(Entries provided begins)

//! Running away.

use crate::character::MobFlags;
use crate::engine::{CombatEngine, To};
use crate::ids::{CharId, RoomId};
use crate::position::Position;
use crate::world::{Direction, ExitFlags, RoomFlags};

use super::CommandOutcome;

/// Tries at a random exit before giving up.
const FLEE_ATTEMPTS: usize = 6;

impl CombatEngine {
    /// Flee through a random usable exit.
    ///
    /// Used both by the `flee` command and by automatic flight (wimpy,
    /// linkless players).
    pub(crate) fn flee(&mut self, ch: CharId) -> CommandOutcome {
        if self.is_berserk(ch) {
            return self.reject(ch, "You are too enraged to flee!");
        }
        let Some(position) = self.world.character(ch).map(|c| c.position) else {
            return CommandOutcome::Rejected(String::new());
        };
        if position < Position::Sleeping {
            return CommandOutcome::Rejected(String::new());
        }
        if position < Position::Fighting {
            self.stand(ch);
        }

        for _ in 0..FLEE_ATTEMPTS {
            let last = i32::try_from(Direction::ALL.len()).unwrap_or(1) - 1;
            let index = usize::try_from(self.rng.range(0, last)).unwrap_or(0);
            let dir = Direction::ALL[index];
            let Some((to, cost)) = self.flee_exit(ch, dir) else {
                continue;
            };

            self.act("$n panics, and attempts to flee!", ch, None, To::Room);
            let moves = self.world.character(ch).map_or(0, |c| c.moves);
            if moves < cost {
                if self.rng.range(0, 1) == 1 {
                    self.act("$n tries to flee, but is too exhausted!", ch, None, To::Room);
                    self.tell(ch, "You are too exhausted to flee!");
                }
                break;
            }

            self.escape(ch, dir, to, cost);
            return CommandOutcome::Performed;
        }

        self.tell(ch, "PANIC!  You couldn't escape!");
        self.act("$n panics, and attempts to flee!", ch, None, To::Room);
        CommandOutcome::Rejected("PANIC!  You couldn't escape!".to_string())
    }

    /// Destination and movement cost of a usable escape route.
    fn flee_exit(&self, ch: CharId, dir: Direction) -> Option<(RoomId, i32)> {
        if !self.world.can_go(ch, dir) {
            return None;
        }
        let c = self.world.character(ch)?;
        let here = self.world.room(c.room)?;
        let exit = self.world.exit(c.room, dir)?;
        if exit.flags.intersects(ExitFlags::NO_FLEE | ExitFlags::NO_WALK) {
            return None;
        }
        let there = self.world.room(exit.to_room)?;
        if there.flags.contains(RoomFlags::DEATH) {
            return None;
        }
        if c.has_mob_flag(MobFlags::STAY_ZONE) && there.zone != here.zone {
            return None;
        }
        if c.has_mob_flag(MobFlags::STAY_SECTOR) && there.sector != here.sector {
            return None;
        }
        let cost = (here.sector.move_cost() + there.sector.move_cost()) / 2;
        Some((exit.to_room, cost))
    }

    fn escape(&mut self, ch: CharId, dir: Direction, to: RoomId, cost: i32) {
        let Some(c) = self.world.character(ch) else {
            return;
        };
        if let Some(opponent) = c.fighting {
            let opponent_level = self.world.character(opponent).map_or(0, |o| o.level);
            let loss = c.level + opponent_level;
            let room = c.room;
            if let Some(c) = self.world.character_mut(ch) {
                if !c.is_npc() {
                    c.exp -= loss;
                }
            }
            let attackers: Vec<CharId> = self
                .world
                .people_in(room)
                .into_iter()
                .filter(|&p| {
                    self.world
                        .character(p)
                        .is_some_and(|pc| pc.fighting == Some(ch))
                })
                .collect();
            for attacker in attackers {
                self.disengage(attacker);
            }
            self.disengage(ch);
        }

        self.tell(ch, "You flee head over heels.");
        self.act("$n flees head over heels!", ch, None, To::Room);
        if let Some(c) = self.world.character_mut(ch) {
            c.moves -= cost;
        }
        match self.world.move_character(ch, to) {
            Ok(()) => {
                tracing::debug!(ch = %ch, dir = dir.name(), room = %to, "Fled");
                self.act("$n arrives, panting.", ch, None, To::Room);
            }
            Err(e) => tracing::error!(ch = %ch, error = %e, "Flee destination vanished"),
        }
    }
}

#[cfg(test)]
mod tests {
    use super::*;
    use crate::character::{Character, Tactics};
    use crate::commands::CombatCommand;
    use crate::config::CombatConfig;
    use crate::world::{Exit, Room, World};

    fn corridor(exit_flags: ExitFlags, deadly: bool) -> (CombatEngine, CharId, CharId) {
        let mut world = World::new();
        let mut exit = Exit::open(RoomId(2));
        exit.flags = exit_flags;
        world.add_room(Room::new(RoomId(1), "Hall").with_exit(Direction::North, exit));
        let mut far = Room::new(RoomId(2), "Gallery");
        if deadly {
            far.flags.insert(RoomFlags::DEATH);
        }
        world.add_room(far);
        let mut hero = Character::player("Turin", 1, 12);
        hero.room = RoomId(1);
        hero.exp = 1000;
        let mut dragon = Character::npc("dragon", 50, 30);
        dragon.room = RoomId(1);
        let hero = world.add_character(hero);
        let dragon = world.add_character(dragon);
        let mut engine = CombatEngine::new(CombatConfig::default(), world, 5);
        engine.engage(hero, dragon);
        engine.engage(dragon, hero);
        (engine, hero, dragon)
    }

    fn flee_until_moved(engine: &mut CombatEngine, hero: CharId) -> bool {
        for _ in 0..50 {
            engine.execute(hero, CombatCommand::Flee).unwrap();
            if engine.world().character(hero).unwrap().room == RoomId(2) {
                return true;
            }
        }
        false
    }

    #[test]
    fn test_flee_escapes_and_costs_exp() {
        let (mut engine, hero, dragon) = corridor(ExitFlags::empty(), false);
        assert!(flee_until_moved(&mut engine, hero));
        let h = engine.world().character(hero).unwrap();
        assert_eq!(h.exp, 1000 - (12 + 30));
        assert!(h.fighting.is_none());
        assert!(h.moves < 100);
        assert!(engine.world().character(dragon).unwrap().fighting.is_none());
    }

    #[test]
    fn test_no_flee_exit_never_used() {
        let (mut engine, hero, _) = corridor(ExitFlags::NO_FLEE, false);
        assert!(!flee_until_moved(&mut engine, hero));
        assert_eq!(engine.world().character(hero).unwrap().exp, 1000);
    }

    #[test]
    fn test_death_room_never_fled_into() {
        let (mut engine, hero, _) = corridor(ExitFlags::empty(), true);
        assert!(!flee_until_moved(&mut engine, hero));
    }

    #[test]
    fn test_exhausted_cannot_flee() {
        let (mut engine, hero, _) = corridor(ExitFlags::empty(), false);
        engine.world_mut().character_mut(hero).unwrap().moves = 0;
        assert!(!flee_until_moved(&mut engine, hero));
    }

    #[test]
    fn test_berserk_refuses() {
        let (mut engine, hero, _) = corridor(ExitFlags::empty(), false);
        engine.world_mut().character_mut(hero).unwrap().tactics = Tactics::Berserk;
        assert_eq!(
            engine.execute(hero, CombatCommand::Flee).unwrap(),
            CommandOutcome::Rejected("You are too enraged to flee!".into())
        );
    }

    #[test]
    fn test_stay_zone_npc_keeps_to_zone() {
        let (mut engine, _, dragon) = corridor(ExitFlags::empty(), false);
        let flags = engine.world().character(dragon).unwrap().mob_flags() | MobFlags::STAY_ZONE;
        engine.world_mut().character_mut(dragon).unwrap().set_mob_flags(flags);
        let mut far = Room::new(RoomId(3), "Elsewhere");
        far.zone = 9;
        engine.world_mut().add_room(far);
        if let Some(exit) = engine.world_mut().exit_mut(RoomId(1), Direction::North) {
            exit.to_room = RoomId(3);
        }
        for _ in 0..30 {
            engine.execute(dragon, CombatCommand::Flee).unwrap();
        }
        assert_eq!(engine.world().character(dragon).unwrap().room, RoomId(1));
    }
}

(Entries provided ends)

▸ Activity:
Scan the entries above and report the number of lines that contain the word "false", with no added text.

▸ Output for this task:
6